What to do —
I need the lines below from the one with "impl Geocoder for StaticGeocoder" down to the one with "use thiserror::Error;" reproduced exactly, both ends included, and nothing else.

Stored items
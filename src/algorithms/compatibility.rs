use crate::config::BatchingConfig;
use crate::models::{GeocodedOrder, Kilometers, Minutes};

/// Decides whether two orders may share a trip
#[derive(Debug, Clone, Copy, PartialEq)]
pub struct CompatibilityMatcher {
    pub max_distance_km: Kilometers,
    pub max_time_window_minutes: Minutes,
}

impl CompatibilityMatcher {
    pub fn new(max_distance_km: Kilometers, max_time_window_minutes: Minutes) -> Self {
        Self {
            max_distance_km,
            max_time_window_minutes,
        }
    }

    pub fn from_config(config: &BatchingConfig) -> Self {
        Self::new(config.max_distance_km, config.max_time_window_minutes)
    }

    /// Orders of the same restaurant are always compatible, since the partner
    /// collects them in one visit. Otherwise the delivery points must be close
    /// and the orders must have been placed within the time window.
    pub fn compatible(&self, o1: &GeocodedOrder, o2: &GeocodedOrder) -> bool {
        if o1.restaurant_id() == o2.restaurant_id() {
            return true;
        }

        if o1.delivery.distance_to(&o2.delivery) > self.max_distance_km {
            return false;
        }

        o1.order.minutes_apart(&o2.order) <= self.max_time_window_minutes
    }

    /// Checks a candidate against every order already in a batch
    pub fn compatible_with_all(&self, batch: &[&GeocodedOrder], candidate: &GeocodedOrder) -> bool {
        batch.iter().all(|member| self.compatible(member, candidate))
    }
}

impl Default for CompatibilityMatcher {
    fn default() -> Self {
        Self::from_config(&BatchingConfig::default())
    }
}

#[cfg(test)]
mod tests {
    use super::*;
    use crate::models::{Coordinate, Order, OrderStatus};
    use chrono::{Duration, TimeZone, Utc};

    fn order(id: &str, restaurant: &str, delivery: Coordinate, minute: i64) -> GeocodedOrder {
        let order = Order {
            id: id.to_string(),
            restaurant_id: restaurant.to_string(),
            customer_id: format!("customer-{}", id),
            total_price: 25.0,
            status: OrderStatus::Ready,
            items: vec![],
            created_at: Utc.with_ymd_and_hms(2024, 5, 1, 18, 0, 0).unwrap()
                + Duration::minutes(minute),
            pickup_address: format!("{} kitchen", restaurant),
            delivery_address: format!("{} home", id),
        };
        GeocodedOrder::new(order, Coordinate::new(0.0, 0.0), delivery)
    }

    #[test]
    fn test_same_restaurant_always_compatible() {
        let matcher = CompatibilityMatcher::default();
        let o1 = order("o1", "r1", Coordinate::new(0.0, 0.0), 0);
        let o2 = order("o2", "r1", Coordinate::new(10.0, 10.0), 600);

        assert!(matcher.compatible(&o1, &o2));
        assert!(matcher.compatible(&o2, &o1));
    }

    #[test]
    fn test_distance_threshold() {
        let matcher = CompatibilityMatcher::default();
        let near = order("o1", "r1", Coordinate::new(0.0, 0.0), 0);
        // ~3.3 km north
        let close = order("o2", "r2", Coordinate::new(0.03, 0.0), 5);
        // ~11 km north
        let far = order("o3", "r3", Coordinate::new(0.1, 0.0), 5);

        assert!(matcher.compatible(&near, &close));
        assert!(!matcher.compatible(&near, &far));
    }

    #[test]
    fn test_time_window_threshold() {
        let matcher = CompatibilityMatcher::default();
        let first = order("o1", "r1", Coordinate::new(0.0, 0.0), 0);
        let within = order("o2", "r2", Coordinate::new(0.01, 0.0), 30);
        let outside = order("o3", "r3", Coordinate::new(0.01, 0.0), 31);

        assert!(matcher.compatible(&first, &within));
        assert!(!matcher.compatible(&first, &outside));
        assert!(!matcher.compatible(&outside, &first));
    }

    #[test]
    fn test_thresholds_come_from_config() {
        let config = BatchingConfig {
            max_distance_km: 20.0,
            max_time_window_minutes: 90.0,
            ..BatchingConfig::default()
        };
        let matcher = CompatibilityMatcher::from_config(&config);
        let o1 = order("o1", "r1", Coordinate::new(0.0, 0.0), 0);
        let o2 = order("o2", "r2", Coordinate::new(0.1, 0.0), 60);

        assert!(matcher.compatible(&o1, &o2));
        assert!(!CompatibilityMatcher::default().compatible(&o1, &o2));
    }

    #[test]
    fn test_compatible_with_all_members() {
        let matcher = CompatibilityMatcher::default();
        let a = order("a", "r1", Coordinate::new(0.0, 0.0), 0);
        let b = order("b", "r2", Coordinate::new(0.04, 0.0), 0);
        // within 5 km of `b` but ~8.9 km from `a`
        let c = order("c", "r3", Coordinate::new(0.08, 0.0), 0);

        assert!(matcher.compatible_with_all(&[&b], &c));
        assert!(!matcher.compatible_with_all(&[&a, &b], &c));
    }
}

---

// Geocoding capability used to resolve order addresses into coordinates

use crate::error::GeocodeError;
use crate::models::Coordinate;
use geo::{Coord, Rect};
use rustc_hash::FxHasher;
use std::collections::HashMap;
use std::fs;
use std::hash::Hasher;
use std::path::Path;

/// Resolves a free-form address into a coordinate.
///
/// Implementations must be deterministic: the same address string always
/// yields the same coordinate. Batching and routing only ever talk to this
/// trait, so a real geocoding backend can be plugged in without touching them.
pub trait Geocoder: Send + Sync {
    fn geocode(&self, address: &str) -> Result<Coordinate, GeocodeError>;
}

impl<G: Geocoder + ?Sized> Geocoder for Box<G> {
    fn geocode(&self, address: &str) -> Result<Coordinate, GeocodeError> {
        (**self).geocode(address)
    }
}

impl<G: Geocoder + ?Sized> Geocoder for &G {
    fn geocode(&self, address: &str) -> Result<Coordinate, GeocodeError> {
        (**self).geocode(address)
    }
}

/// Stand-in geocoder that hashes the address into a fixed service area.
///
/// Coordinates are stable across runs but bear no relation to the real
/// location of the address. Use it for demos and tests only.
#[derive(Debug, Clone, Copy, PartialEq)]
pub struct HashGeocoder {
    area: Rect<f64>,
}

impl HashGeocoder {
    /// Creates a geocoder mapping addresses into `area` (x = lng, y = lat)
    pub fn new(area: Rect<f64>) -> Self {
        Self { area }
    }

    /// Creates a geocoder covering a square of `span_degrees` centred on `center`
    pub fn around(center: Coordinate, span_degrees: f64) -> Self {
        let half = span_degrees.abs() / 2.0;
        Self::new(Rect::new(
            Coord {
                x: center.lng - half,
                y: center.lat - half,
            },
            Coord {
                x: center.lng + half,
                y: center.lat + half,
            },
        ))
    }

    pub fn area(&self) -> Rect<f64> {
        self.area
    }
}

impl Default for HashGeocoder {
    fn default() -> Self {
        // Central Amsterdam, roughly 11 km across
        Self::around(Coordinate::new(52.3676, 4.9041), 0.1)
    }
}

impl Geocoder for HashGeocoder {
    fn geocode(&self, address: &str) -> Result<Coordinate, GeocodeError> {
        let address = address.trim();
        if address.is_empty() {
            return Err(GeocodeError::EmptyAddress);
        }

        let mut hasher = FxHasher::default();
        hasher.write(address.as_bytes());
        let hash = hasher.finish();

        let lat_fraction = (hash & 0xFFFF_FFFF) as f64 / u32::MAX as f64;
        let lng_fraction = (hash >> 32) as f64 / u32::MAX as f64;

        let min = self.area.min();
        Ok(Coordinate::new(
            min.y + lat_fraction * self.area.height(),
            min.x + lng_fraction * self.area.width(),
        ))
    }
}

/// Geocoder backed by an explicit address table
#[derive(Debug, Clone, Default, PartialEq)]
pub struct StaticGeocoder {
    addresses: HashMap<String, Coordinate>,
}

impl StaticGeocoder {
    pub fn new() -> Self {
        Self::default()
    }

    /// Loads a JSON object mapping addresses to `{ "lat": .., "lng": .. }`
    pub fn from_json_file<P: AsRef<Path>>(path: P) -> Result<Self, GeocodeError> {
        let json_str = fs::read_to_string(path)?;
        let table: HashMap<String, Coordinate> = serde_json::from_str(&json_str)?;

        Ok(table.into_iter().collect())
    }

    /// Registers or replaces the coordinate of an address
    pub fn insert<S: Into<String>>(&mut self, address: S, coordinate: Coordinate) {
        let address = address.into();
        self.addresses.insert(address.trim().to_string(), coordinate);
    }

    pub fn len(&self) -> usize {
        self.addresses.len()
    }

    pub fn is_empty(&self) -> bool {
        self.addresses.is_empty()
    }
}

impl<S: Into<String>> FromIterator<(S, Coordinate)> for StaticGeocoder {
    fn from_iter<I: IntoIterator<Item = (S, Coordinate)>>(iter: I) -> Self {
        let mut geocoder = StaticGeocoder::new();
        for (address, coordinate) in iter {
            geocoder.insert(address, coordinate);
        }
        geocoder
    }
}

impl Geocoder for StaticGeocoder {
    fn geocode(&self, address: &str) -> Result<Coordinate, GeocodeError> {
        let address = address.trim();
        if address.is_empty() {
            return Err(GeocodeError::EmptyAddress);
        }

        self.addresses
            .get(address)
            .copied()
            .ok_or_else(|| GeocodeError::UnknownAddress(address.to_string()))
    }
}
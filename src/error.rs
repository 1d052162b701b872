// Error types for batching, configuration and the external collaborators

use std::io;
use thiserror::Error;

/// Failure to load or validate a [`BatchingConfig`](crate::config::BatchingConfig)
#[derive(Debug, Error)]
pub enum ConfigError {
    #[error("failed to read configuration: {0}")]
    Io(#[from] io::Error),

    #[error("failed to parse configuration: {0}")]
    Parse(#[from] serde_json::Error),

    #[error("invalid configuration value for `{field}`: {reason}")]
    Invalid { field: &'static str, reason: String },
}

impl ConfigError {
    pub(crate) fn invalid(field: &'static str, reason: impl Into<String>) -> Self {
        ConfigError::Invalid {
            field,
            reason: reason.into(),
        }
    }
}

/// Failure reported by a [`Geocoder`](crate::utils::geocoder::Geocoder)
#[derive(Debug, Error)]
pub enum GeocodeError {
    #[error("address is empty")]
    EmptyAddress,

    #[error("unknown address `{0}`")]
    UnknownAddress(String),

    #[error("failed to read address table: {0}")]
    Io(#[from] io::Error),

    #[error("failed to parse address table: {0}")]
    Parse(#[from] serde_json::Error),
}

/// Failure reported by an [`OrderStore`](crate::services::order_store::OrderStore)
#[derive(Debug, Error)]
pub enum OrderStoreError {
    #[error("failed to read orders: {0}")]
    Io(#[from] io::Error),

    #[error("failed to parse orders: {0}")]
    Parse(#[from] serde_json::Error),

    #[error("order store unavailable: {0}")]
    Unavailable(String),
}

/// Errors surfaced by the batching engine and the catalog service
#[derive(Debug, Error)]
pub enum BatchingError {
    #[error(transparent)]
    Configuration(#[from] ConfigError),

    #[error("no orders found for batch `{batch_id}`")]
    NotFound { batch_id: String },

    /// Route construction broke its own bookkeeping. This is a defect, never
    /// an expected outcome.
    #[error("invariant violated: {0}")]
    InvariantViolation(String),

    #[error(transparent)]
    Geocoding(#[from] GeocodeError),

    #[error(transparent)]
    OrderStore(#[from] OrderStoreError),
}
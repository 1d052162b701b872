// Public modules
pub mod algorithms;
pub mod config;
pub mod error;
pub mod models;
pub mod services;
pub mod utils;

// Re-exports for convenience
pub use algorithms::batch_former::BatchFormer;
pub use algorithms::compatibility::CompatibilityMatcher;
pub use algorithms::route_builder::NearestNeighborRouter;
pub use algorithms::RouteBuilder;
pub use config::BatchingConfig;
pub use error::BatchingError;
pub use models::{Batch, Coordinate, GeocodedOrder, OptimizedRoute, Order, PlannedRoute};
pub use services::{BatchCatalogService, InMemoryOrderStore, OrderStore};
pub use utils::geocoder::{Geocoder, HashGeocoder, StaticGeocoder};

Written response —
impl Geocoder for StaticGeocoder {
    fn geocode(&self, address: &str) -> Result<Coordinate, GeocodeError> {
        let address = address.trim();
        if address.is_empty() {
            return Err(GeocodeError::EmptyAddress);
        }

        self.addresses
            .get(address)
            .copied()
            .ok_or_else(|| GeocodeError::UnknownAddress(address.to_string()))
    }
}
filename src/error.rs
repository 1d052162b701b872
// Error types for batching, configuration and the external collaborators

use std::io;
use thiserror::Error;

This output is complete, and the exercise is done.